## Data under study

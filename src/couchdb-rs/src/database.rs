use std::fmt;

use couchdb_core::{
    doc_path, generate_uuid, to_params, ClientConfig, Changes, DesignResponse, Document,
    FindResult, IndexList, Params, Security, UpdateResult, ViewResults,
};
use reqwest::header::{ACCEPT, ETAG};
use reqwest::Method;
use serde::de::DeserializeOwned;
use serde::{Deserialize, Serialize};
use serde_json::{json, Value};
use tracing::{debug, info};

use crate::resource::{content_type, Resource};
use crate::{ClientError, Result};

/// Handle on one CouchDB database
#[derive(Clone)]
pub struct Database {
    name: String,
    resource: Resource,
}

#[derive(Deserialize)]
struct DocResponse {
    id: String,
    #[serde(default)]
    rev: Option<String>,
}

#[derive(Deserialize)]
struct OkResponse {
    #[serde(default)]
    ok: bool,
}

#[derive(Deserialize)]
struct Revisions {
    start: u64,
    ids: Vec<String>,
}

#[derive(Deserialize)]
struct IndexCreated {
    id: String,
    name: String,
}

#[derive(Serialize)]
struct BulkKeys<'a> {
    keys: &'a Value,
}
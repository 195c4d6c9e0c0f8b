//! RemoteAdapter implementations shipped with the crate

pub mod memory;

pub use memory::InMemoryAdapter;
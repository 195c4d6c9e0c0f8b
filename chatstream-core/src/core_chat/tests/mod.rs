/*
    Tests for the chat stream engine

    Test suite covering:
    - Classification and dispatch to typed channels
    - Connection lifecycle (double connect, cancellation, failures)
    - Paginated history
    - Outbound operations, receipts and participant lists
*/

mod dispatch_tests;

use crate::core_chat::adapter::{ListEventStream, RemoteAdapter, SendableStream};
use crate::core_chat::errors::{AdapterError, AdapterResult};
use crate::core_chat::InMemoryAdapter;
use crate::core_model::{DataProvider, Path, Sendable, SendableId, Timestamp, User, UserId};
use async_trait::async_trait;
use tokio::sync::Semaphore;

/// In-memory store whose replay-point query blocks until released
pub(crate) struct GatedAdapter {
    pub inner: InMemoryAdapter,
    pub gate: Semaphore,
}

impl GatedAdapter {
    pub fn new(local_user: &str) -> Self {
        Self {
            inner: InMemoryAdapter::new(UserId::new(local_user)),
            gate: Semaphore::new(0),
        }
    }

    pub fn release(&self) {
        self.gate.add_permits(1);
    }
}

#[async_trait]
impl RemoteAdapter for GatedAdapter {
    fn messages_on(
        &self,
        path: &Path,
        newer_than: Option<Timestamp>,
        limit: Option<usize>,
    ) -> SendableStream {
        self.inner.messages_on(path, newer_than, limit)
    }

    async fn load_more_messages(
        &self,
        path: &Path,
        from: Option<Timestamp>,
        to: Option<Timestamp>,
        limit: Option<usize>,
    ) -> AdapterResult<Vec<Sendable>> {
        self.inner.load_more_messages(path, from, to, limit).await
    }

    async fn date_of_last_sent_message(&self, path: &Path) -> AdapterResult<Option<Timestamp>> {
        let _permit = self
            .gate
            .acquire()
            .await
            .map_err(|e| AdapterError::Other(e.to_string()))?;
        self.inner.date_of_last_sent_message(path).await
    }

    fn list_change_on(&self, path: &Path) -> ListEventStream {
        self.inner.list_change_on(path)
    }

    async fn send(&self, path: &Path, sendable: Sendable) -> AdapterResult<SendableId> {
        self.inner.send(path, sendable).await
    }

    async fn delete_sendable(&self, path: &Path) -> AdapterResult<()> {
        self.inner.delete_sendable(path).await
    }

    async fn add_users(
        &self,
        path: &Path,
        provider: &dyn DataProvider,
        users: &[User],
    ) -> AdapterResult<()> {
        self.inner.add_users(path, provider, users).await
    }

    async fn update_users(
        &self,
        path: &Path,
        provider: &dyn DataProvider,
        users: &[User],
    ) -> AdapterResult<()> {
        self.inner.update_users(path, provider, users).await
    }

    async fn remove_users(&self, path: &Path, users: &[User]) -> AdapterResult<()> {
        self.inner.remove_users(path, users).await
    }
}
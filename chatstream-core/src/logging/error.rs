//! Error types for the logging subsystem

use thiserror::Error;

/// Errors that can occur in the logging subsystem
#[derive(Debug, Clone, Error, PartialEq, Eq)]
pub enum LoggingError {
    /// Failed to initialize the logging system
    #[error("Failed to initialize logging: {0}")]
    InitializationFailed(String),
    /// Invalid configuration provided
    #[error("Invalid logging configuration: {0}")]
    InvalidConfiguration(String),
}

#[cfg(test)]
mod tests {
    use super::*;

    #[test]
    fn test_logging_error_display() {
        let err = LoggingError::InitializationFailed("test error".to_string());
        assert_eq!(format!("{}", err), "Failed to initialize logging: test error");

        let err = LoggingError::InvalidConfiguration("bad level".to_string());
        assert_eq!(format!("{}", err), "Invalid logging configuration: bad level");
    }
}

...

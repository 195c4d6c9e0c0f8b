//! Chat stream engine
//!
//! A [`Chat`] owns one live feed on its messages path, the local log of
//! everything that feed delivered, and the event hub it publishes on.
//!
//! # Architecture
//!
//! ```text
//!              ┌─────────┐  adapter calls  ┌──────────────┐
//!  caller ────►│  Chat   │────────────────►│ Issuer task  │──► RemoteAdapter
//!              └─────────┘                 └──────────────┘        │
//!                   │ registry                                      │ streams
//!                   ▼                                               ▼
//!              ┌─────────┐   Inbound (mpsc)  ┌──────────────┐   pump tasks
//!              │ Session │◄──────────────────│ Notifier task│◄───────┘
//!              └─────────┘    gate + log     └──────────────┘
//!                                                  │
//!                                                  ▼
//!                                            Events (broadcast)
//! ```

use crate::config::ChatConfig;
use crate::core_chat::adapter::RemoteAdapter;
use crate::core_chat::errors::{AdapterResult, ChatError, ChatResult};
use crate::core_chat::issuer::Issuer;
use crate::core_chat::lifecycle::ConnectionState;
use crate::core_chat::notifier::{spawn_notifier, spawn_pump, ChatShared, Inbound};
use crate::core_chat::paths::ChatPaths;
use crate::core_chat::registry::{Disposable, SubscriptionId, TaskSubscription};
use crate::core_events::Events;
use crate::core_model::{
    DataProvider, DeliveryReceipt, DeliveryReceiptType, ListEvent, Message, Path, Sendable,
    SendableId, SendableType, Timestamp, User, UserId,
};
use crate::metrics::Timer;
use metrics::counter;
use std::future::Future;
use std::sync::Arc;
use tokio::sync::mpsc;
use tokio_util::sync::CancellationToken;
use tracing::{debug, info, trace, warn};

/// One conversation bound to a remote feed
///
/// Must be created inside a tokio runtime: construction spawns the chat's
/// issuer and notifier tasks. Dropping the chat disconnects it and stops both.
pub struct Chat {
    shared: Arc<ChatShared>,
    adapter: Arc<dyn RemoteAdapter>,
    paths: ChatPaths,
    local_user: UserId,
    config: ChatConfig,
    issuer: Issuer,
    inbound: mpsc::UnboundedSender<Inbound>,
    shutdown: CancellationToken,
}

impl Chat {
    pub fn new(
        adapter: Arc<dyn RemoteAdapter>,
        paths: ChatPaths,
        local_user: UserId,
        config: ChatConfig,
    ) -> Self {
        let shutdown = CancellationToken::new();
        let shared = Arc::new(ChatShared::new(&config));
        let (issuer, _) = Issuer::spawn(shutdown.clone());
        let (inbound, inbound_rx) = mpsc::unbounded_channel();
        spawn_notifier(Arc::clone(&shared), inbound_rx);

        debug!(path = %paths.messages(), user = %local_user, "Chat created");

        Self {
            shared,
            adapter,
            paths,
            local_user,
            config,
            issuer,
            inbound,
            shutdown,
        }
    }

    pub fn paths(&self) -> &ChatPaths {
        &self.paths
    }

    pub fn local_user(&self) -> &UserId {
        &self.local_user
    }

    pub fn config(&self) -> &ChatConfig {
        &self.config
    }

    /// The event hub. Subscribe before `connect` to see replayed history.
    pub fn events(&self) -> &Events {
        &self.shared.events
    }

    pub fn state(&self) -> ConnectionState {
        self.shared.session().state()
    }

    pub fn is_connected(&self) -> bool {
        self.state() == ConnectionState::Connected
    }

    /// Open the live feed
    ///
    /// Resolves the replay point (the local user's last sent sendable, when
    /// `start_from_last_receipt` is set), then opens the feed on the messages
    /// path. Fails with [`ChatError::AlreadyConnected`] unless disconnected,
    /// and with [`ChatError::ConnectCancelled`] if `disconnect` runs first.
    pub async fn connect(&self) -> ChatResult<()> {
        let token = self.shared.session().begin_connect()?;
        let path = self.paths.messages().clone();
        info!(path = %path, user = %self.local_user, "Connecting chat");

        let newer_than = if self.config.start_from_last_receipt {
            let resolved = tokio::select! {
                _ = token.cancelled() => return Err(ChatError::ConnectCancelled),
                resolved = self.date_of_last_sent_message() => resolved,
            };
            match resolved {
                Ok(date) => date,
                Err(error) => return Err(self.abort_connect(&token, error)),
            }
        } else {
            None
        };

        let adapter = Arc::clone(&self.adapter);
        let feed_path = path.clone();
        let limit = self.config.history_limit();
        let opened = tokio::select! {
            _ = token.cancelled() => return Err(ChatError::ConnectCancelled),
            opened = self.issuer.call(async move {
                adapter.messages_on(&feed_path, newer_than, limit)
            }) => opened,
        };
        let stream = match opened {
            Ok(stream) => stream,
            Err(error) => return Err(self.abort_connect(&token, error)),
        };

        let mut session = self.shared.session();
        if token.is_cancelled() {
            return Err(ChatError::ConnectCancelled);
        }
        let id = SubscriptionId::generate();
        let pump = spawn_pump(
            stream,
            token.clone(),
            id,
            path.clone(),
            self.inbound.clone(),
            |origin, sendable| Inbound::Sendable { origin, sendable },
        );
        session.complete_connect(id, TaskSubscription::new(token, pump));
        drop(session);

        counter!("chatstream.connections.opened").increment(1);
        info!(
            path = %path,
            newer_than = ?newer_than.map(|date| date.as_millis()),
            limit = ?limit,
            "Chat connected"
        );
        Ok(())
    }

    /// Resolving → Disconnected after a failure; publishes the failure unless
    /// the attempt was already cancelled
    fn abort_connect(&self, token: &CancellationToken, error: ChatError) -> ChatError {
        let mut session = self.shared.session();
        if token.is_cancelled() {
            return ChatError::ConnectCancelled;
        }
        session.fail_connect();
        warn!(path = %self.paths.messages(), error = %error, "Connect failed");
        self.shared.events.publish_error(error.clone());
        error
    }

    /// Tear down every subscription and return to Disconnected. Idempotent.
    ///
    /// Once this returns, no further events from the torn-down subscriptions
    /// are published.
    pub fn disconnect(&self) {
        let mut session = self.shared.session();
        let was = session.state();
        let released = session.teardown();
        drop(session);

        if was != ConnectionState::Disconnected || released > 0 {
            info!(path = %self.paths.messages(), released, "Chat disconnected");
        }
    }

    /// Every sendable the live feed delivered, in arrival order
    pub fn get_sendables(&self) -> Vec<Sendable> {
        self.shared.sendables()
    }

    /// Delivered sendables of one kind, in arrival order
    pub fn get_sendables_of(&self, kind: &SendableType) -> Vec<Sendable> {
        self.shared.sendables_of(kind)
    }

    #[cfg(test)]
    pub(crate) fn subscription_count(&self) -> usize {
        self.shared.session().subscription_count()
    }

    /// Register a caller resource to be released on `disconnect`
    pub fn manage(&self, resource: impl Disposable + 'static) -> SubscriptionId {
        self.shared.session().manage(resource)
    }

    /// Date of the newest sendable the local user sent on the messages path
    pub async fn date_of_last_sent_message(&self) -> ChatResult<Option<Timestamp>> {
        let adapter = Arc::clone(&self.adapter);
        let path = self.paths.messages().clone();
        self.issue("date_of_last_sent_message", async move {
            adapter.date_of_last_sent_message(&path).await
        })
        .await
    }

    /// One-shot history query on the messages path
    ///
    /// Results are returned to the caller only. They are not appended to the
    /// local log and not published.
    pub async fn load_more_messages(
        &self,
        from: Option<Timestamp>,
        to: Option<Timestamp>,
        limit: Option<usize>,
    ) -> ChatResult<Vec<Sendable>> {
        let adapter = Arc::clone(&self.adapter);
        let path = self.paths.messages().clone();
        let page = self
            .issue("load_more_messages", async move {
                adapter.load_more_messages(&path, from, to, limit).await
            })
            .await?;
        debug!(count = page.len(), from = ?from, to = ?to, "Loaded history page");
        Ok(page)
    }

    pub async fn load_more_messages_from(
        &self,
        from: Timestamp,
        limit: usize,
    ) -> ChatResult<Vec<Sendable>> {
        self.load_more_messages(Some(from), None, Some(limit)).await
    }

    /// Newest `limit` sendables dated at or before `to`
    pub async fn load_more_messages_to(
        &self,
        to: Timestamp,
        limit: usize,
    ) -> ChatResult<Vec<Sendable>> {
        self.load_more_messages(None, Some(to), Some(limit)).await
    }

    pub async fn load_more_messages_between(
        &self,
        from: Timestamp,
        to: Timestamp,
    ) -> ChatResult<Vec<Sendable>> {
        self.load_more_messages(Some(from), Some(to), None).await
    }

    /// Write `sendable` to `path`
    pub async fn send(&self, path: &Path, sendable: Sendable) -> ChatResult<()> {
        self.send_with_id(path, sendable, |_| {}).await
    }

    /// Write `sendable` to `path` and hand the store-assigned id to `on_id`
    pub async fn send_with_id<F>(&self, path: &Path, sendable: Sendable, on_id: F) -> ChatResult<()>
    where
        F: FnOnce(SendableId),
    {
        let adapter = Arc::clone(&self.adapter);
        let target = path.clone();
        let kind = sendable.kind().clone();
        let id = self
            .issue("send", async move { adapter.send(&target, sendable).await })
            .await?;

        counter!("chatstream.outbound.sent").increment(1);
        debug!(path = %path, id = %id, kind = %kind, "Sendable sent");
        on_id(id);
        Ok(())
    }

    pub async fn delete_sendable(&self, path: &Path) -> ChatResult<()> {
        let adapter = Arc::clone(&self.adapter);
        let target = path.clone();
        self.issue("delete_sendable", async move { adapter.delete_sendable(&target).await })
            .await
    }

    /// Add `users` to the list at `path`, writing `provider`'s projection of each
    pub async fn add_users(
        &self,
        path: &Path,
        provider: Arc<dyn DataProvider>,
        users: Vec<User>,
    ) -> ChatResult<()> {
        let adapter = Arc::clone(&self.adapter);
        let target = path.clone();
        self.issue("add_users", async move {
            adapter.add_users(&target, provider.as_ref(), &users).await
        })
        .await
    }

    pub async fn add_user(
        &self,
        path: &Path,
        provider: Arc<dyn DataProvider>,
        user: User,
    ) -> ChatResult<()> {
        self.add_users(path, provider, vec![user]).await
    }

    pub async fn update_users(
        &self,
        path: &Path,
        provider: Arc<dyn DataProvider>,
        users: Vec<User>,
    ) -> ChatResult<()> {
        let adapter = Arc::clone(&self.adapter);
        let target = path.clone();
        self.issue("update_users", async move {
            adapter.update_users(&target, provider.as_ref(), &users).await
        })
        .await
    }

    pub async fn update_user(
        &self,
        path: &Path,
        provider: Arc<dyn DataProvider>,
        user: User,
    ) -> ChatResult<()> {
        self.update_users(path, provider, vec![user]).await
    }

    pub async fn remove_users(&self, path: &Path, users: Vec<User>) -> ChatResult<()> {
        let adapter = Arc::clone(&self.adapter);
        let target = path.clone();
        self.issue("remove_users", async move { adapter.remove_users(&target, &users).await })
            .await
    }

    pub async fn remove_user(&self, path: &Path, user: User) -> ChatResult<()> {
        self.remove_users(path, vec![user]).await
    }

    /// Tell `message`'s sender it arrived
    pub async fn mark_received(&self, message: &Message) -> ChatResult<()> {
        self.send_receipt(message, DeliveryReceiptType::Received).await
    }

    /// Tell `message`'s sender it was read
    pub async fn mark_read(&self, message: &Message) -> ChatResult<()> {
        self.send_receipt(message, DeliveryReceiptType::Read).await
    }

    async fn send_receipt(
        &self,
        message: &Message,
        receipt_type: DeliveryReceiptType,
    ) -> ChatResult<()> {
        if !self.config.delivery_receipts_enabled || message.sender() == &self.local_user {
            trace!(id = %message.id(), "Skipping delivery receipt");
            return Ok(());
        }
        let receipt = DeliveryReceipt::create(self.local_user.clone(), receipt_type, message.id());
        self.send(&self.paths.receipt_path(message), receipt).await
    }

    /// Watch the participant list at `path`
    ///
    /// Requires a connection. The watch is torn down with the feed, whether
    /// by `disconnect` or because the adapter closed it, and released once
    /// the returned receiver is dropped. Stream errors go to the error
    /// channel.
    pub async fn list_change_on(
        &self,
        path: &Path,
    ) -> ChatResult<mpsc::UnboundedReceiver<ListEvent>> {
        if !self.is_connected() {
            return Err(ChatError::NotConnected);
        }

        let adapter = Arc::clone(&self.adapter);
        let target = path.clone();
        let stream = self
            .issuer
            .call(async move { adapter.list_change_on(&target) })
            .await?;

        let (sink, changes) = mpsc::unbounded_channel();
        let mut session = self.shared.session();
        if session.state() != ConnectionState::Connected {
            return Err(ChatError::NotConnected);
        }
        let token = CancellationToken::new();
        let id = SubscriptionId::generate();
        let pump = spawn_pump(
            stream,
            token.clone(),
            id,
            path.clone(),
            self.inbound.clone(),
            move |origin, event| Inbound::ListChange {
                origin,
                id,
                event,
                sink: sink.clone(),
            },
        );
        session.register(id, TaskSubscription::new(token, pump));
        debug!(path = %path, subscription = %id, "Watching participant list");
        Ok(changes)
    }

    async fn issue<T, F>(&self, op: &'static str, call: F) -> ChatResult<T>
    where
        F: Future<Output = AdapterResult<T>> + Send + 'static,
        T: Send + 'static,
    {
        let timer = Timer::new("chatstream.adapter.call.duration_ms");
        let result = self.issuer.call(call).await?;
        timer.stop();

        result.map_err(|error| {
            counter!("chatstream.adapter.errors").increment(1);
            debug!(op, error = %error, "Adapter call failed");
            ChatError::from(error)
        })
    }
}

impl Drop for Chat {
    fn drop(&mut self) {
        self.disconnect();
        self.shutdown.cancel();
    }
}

## Your goal
Give the number of lines in the material above where the word "ChatConfig" appears, without any other words.

## Answer section
4